What does the National Aeronautics and Space Administration do for the 40th anniversary of the 1968 Beatles recording “Across the Universe”?

Beam the song into space, obviously. That’s exactly what NASA did last night at 12:00 GMT.

Rather than classic rock, NASA normally uses Morse code on any surviving members of the Spiders from Mars who might be listening. They’re still waiting for a response.

Martin Lewis, the man attributed with convincing NASA to try a different communications strategy, said: “Maybe we should send them something a little more cheery.”

The event will be web-cast at the official Across the Universe Day site. In fact, if you plan on taking in the festivities, NASA asks that you play Across the Universe in your own space at the stroke of midnight. This way you can share in a harmonic convergence that will wrap the entire planet, and indeed the universe, in a warm glow of peace, love and all things Lennon.

When did NASA get taken over by hippies?

NASA used to be the Cold War’s centrifuge - it was the source of courageous national heroes from Col.
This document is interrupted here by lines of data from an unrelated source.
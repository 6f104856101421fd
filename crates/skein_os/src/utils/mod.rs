//! Low-level synchronization building blocks shared by the scheduler.
//!
//! - [`Backoff`]: exponential backoff for spin/CAS retry loops.
//! - [`CachePadded`]: cache-line isolation for contended atomics.
//! - [`Event`]: a real blocking park/unpark primitive for parked workers.

mod backoff;
mod cache_padded;

#[cfg(feature = "std")]
mod event;

pub use backoff::Backoff;
pub use cache_padded::CachePadded;

#[cfg(feature = "std")]
pub use event::Event;

#[cfg(all(test, feature = "std"))]
#[allow(dead_code, reason = "tests")]
pub(crate) mod tests {
    use core::{any::Any, panic::AssertUnwindSafe, sync::atomic};
    use std::{boxed::Box, panic, thread};

    pub(crate) fn test_unwind_panic<R>(f: impl FnOnce() -> R) -> Result<R, Box<dyn Any + Send>> {
        let prev_hook = panic::take_hook();
        panic::set_hook(Box::new(|_| {}));

        let result = panic::catch_unwind(AssertUnwindSafe(f));

        panic::set_hook(prev_hook);
        result
    }

    pub(crate) fn test_thread_panic<F, T>(f: F) -> Result<T, Box<dyn Any + Send>>
    where
        F: FnOnce() -> T,
        F: Send + 'static,
        T: Send + 'static,
    {
        let prev_hook = panic::take_hook();
        panic::set_hook(Box::new(|_| {}));
        atomic::fence(atomic::Ordering::SeqCst);
        let result = thread::spawn(f).join();
        panic::set_hook(prev_hook);
        result
    }
}
//! Shared-ownership and atomic primitives.
//!
//! `Arc`/`Weak` are re-exported from `alloc` so callers never need to choose between
//! `std::sync` and `alloc::sync` directly; `atomic` re-exports `core::sync::atomic`
//! with a `portable_atomic` fallback for targets missing native atomic widths.

pub mod atomic;

pub use alloc::sync::{Arc, Weak};
//! Opcode decode for the TMS3202x.
//!
//! Three tables, each entry a handler plus a base cost in machine cycles:
//!
//! - the main table, keyed by the high byte;
//! - the control table, used when the high byte is `0xCE` and keyed by
//!   the low byte;
//! - the long-immediate table, used when `op & 0xF0F8 == 0xD000` and keyed
//!   by bits 2-0. These instructions take a second program word.
//!
//! Main-table slots `0xD0`-`0xDF` that do not match the long-immediate
//! pattern are undefined.

use emu_core::{OpcodeEntry, OpcodeTable};

/// Handler identifiers, one per mnemonic.
#[derive(Debug, Clone, Copy, PartialEq, Eq)]
pub enum Op {
    // Main table
    Add,
    Sub,
    Lac,
    Lar,
    Mpy,
    Sqra,
    Mpya,
    Mpys,
    Lt,
    Lta,
    Ltp,
    Ltd,
    Zalh,
    Zals,
    Lact,
    Addc,
    Subh,
    Subs,
    Subt,
    Subc,
    Addh,
    Adds,
    Addt,
    Rpt,
    Xor,
    Or,
    And,
    Subb,
    Lst,
    Lst1,
    Ldp,
    Lph,
    Pshd,
    Mar,
    Dmov,
    Bitt,
    Tblr,
    Tblw,
    Sqrs,
    Lts,
    Macd,
    Mac,
    Bc,
    Bnc,
    Sacl,
    Sach,
    Sar,
    Sst,
    Sst1,
    Popd,
    Zalr,
    Spl,
    Sph,
    Adrk,
    Sbrk,
    In,
    Bit,
    Mpyk,
    Lark,
    Ldpk,
    Lack,
    Rptk,
    Addk,
    Subk,
    Mpyu,
    Out,
    Bv,
    Bgz,
    Blez,
    Blz,
    Bgez,
    Bnz,
    Bz,
    Bnv,
    Bbz,
    Bbnz,
    Bioz,
    Banz,
    Blkp,
    Blkd,
    Call,
    B,

    // Control table (0xCExx)
    Eint,
    Dint,
    Rovm,
    Sovm,
    Cnfd,
    Cnfp,
    Rsxm,
    Ssxm,
    Spm,
    Rxf,
    Sxf,
    Fort,
    Pac,
    Apac,
    Spac,
    Sfl,
    Sfr,
    Abs,
    Push,
    Pop,
    Trap,
    Idle,
    Rtxm,
    Stxm,
    Neg,
    Cala,
    Bacc,
    Ret,
    Cmpl,
    Rc,
    Sc,
    Rtc,
    Stc,
    Rol,
    Ror,
    Rfsm,
    Sfsm,
    Rhm,
    Shm,
    Conf,
    Cmpr,
    Norm,

    // Long-immediate table (0xDr0x)
    Lrlk,
    Lalk,
    Adlk,
    Sblk,
    Andk,
    Ork,
    Xork,

    Illegal,
}

const fn entry(op: Op, cycles: u8) -> OpcodeEntry<Op> {
    OpcodeEntry::new(op, cycles)
}

const ILLEGAL: OpcodeEntry<Op> = entry(Op::Illegal, 0);

const fn fill(t: &mut [OpcodeEntry<Op>; 256], from: usize, to: usize, e: OpcodeEntry<Op>) {
    let mut i = from;
    while i <= to {
        t[i] = e;
        i += 1;
    }
}

const fn build_main() -> [OpcodeEntry<Op>; 256] {
    let mut t = [ILLEGAL; 256];

    fill(&mut t, 0x00, 0x0F, entry(Op::Add, 1));
    fill(&mut t, 0x10, 0x1F, entry(Op::Sub, 1));
    fill(&mut t, 0x20, 0x2F, entry(Op::Lac, 1));
    fill(&mut t, 0x30, 0x37, entry(Op::Lar, 1));

    let row3 = [
        Op::Mpy,
        Op::Sqra,
        Op::Mpya,
        Op::Mpys,
        Op::Lt,
        Op::Lta,
        Op::Ltp,
        Op::Ltd,
    ];
    let row4 = [
        Op::Zalh,
        Op::Zals,
        Op::Lact,
        Op::Addc,
        Op::Subh,
        Op::Subs,
        Op::Subt,
        Op::Subc,
        Op::Addh,
        Op::Adds,
        Op::Addt,
        Op::Rpt,
        Op::Xor,
        Op::Or,
        Op::And,
        Op::Subb,
    ];
    let row5 = [
        Op::Lst,
        Op::Lst1,
        Op::Ldp,
        Op::Lph,
        Op::Pshd,
        Op::Mar,
        Op::Dmov,
        Op::Bitt,
    ];
    let row7 = [
        Op::Sst,
        Op::Sst1,
        Op::Popd,
        Op::Zalr,
        Op::Spl,
        Op::Sph,
        Op::Adrk,
        Op::Sbrk,
    ];
    let mut i = 0;
    while i < 8 {
        t[0x38 + i] = entry(row3[i], 1);
        t[0x50 + i] = entry(row5[i], 1);
        t[0x78 + i] = entry(row7[i], 1);
        i += 1;
    }
    i = 0;
    while i < 16 {
        t[0x40 + i] = entry(row4[i], 1);
        i += 1;
    }

    t[0x58] = entry(Op::Tblr, 3);
    t[0x59] = entry(Op::Tblw, 2);
    t[0x5A] = entry(Op::Sqrs, 1);
    t[0x5B] = entry(Op::Lts, 1);
    t[0x5C] = entry(Op::Macd, 2);
    t[0x5D] = entry(Op::Mac, 2);
    t[0x5E] = entry(Op::Bc, 2);
    t[0x5F] = entry(Op::Bnc, 2);

    fill(&mut t, 0x60, 0x67, entry(Op::Sacl, 1));
    fill(&mut t, 0x68, 0x6F, entry(Op::Sach, 1));
    fill(&mut t, 0x70, 0x77, entry(Op::Sar, 1));
    fill(&mut t, 0x80, 0x8F, entry(Op::In, 2));
    fill(&mut t, 0x90, 0x9F, entry(Op::Bit, 1));
    fill(&mut t, 0xA0, 0xBF, entry(Op::Mpyk, 1));
    fill(&mut t, 0xC0, 0xC7, entry(Op::Lark, 1));
    fill(&mut t, 0xC8, 0xC9, entry(Op::Ldpk, 1));
    t[0xCA] = entry(Op::Lack, 1);
    t[0xCB] = entry(Op::Rptk, 1);
    t[0xCC] = entry(Op::Addk, 1);
    t[0xCD] = entry(Op::Subk, 1);
    t[0xCF] = entry(Op::Mpyu, 1);
    fill(&mut t, 0xE0, 0xEF, entry(Op::Out, 2));

    let branches = [
        Op::Bv,
        Op::Bgz,
        Op::Blez,
        Op::Blz,
        Op::Bgez,
        Op::Bnz,
        Op::Bz,
        Op::Bnv,
        Op::Bbz,
        Op::Bbnz,
        Op::Bioz,
        Op::Banz,
        Op::Blkp,
        Op::Blkd,
        Op::Call,
        Op::B,
    ];
    i = 0;
    while i < 16 {
        t[0xF0 + i] = entry(branches[i], 2);
        i += 1;
    }

    t
}

const fn build_control() -> [OpcodeEntry<Op>; 256] {
    let mut t = [ILLEGAL; 256];

    let row0 = [
        Op::Eint,
        Op::Dint,
        Op::Rovm,
        Op::Sovm,
        Op::Cnfd,
        Op::Cnfp,
        Op::Rsxm,
        Op::Ssxm,
        Op::Spm,
        Op::Spm,
        Op::Spm,
        Op::Spm,
        Op::Rxf,
        Op::Sxf,
        Op::Fort,
        Op::Fort,
    ];
    let row3 = [
        Op::Rc,
        Op::Sc,
        Op::Rtc,
        Op::Stc,
        Op::Rol,
        Op::Ror,
        Op::Rfsm,
        Op::Sfsm,
        Op::Rhm,
        Op::Shm,
    ];
    let mut i = 0;
    while i < 16 {
        t[i] = entry(row0[i], 1);
        i += 1;
    }
    i = 0;
    while i < 10 {
        t[0x30 + i] = entry(row3[i], 1);
        i += 1;
    }

    t[0x14] = entry(Op::Pac, 1);
    t[0x15] = entry(Op::Apac, 1);
    t[0x16] = entry(Op::Spac, 1);
    t[0x18] = entry(Op::Sfl, 1);
    t[0x19] = entry(Op::Sfr, 1);
    t[0x1B] = entry(Op::Abs, 1);
    t[0x1C] = entry(Op::Push, 1);
    t[0x1D] = entry(Op::Pop, 1);
    t[0x1E] = entry(Op::Trap, 2);
    t[0x1F] = entry(Op::Idle, 3);

    t[0x20] = entry(Op::Rtxm, 1);
    t[0x21] = entry(Op::Stxm, 1);
    t[0x23] = entry(Op::Neg, 1);
    t[0x24] = entry(Op::Cala, 2);
    t[0x25] = entry(Op::Bacc, 2);
    t[0x26] = entry(Op::Ret, 2);
    t[0x27] = entry(Op::Cmpl, 1);

    fill(&mut t, 0x3C, 0x3F, entry(Op::Conf, 1));
    fill(&mut t, 0x50, 0x53, entry(Op::Cmpr, 1));

    // NORM carries an indirect modification in bits 6-4.
    i = 0x82;
    while i <= 0xF2 {
        t[i] = entry(Op::Norm, 1);
        i += 0x10;
    }

    t
}

const fn build_long_immediate() -> [OpcodeEntry<Op>; 8] {
    [
        entry(Op::Lrlk, 2),
        entry(Op::Lalk, 2),
        entry(Op::Adlk, 2),
        entry(Op::Sblk, 2),
        entry(Op::Andk, 2),
        entry(Op::Ork, 2),
        entry(Op::Xork, 2),
        ILLEGAL,
    ]
}

pub(crate) static MAIN: OpcodeTable<Op, 256> = OpcodeTable::new(build_main());
pub(crate) static CONTROL: OpcodeTable<Op, 256> = OpcodeTable::new(build_control());
pub(crate) static LONG_IMMEDIATE: OpcodeTable<Op, 8> = OpcodeTable::new(build_long_immediate());

/// Look up the handler for an instruction word.
#[must_use]
pub(crate) fn decode(op: u16) -> OpcodeEntry<Op> {
    let [high, low] = op.to_be_bytes();
    if high == 0xCE {
        CONTROL.get(usize::from(low))
    } else if op & 0xF0F8 == 0xD000 {
        LONG_IMMEDIATE.get(usize::from(low & 7))
    } else {
        MAIN.get(usize::from(high))
    }
}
Buzz Aldrin to Dr. Sally Ride, who ushered in a new era where we no longer doubted what a nation could accomplish.

Now, NASA is into file sharing for harmonic convergence. I sure hope the national space agency has taken care of licensing technicalities. It’d be a national embarrassment to see tonight’s NASA party suffer the fate of Qtrax!

As a public relations scheme, at least this draws attention to the space agency. Even sir Paul McCartney has weighed in on Across the Universe Day:

“Send my love to the aliens. All the best, Paul.”

The Beatles song is to be transmitted directly at Polaris, the North Star. Traveling at 186,000 miles per second, anyone with a deep-space Wi-Fi hook-up in the Polaris system will receive the free download in 431 years.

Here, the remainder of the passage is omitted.